Install Windows updates using Chef

Hi,

Does anyone have or know of any code that allows the installing of windows
updates using Chef?

Kind regards

Sean.

We use wsus-client versions
On Jun 16, 2015 5:59 AM, "Sean Farrow" seanfarrow1984@gmail.com wrote:

Hi,

Does anyone have or know of any code that allows the installing of windows
updates using Chef?

Kind regards

Sean.

1 Like

Chef is great for configuring Windows update settings (with the below mentioned cookbook). I wouldn’t look to use Chef to manage all the updates being applied to a box. That’s the point of Windows Server Update Services (WSUS), which provides better reporting and dealing with rollups, superseded and expired updates.

Steve

Steven Murawski
Community Software Development Engineer @ Chef
Microsoft MVP - PowerShell
http://stevenmurawski.com

On June 16, 2015 at 12:34:24 AM, Maxime Brugidou (maxime.brugidou@gmail.com) wrote:

We use https://supermarket.chef.io/cookbooks/wsus-client
On Jun 16, 2015 5:59 AM, “Sean Farrow” seanfarrow1984@gmail.com wrote:
Hi,

Does anyone have or know of any code that allows the installing of windows updates using Chef?

Kind regards

Sean.

Agreed, we set up our WSUS servers with Chef too using the sibling
wsus-server cookbook.
On Jun 16, 2015 7:52 PM, "Steven Murawski" steven.murawski@gmail.com
wrote:

Chef is great for configuring Windows update settings (with the below
mentioned cookbook). I wouldn't look to use Chef to manage all the updates
being applied to a box. That's the point of Windows Server Update Services
(WSUS), which provides better reporting and dealing with rollups,
superseded and expired updates.

Steve

Steven Murawski
Community Software Development Engineer @ Chef
Microsoft MVP - PowerShell
http://stevenmurawski.com

On June 16, 2015 at 12:34:24 AM, Maxime Brugidou (
maxime.brugidou@gmail.com) wrote:

We use wsus-client versions
On Jun 16, 2015 5:59 AM, "Sean Farrow" seanfarrow1984@gmail.com wrote:

Hi,

Does anyone have or know of any code that allows the installing of
windows updates using Chef?

Kind regards

Sean.

@Steven_Murawski We’re trying to roll out a new toolchain based heavily on Chef and the windows update process is a hot topic of current debate. We’re trying to think through which tool will be responsible for which job. Our current workflow is highly manual and leverages SCCM and System Center for rolling out patches. The team that manages this also manages the update of VM templates in our VMWare infrastructure. Once a month a bunch of stuff happens on our live pets and VM templates and it’s largely a conceptual black box to the rest of the company.

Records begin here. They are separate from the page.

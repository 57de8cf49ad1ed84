//! Read-only interpreter for ext2 filesystem images.
//!
//! Given a raw image file, this crate can resolve slash-separated paths to
//! inodes, enumerate directories, and materialize file contents through the
//! direct/single-indirect/double-indirect block pointer chain. There is no
//! mount, no write path, and no journal handling; the intended use is offline
//! inspection of an image.
//!
//! # Resources
//!
//! - <https://wiki.osdev.org/Ext2>
//! - <https://www.nongnu.org/ext2-doc/ext2.html>
//! - <https://en.wikipedia.org/wiki/Ext2>

#![warn(clippy::all, clippy::pedantic)]
#![allow(
    clippy::cast_possible_truncation,
    clippy::doc_markdown,
    clippy::missing_errors_doc,
    clippy::missing_panics_doc,
    clippy::module_name_repetitions,
    clippy::must_use_candidate
)]

pub mod block_group;
pub mod directory;
pub mod disk;
pub mod inode;
pub mod reader;
pub mod superblock;

pub use block_group::*;
pub use directory::*;
pub use disk::*;
pub use inode::*;
pub use reader::*;
pub use superblock::*;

In the new world we’re envisioning, template build out will be handled as scheduled job automated by Packer (using boxstarter, getting these templates into a fully updated state is fairly easy). Chef cookbook development would be distributed to the teams and development would be done on local hypervisors with Test Kitchen being the driving force. Once committed int our CI pipeline, integration testing would occur with environments provisioned on vSphere using the templates built by Packer.

The issues we’ve witnessed is Windows Features, Windows Updates as well as things like .NET version are all intermingled. In other words, after installing additional Windows Features, more updates are needed. A .NET version installed tomorrow via Chef might conflicts with Updates and vice versa. The typical rolling cycle is the latest .NET version is an out of band install, but the next OS version will have it available as a native Feature.

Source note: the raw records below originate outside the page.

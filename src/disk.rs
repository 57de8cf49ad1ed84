use std::fs::File;
use std::io::{self, Read, Seek, SeekFrom};
use std::path::Path;

use crate::superblock::BlockAddress;

/// Sector size of the backing medium. The lowest-level read never assumes any
/// unit larger than this.
pub const SECTOR_SIZE: usize = 512;

/// Something that can read bytes from a sector-addressable medium.
pub trait SectorRead {
    /// Read `len` bytes starting `offset` bytes into the given sector.
    ///
    /// `offset` addresses within one sector and must be below [`SECTOR_SIZE`];
    /// a larger offset is a caller bug, not bad filesystem data, and aborts
    /// the process. Callers holding a block-relative offset go through
    /// [`read_block`], which folds the overflow into the sector number first.
    fn read(&mut self, sector: u64, offset: usize, len: usize) -> Vec<u8>;
}

/// A disk image backed by an ordinary file.
///
/// Every call seeks and reads the file directly; nothing is cached or
/// buffered across calls. I/O is local and assumed reliable, so a failed
/// seek or a short read aborts rather than propagating.
#[derive(Debug)]
pub struct FileDisk {
    file: File,
}

impl FileDisk {
    pub fn open(path: &Path) -> io::Result<Self> {
        let file = File::open(path)?;
        Ok(Self { file })
    }
}

impl SectorRead for FileDisk {
    fn read(&mut self, sector: u64, offset: usize, len: usize) -> Vec<u8> {
        assert!(
            offset < SECTOR_SIZE,
            "sector byte offset {offset} out of range"
        );

        let position = sector * SECTOR_SIZE as u64 + offset as u64;
        self.file
            .seek(SeekFrom::Start(position))
            .expect("failed to seek in image");

        let mut buf = vec![0; len];
        self.file
            .read_exact(&mut buf)
            .expect("failed to read from image");
        buf
    }
}

/// Read `len` bytes starting `offset` bytes into the given logical filesystem
/// block.
///
/// `block_size` is the filesystem's logical block size, a multiple of
/// [`SECTOR_SIZE`]. Unlike [`SectorRead::read`], `offset` here may exceed one
/// sector (an inode table index, for example, can point thousands of bytes
/// past the table's first block); whole sectors are carried out of the offset
/// and into the sector number before the single sector-domain read is issued.
pub fn read_block<D: SectorRead>(
    disk: &mut D,
    block_size: u32,
    block: BlockAddress,
    offset: usize,
    len: usize,
) -> Vec<u8> {
    assert!(
        block_size as usize % SECTOR_SIZE == 0,
        "block size {block_size} is not a multiple of the sector size"
    );

    let sectors_per_block = u64::from(block_size) / SECTOR_SIZE as u64;
    let sector = u64::from(block.0) * sectors_per_block + (offset / SECTOR_SIZE) as u64;
    disk.read(sector, offset % SECTOR_SIZE, len)
}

We’re trying to get out of a manual process and move towards a true CD pipeline managed by version controlled artifacts. I’m struggling to see how to decouple Windows Updates from Windows Features and .NET versions and where is the right place for Chef to take ownership. I see the potential pain for Chef owning all of this, but the incestuous nature of these things feels like Chef can’t own any of it. That seems to create a snowball effect that makes using Packer and having production-like box’s to use in Test Kitchen harder and harder. Or do we try to jam SCCM processing and patching into our Packer build process?

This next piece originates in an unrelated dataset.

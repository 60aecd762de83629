//! # Repository Module
//!
//! Typed access to the token store's tables.

pub mod session;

Any guidance would be appreciated.

@kbrowns there are two workflows you’ve described

  • Building a golden image with Packer
  • Maintaining running systems

For building an image, Chef can totally handle forcing windows update runs and that makes sense

Managing individual patches on running infrastructure is another thing altogether. In that case, you want to manage the windows update client and use WSUS for reporting and whitelisting patches to groups of servers. Otherwise, you would need to build into Chef recipes a way to store each patch applied, identify superceded patches, etc… That’s not what Chef is intended to do and would add way more processing to each Chef run than you want.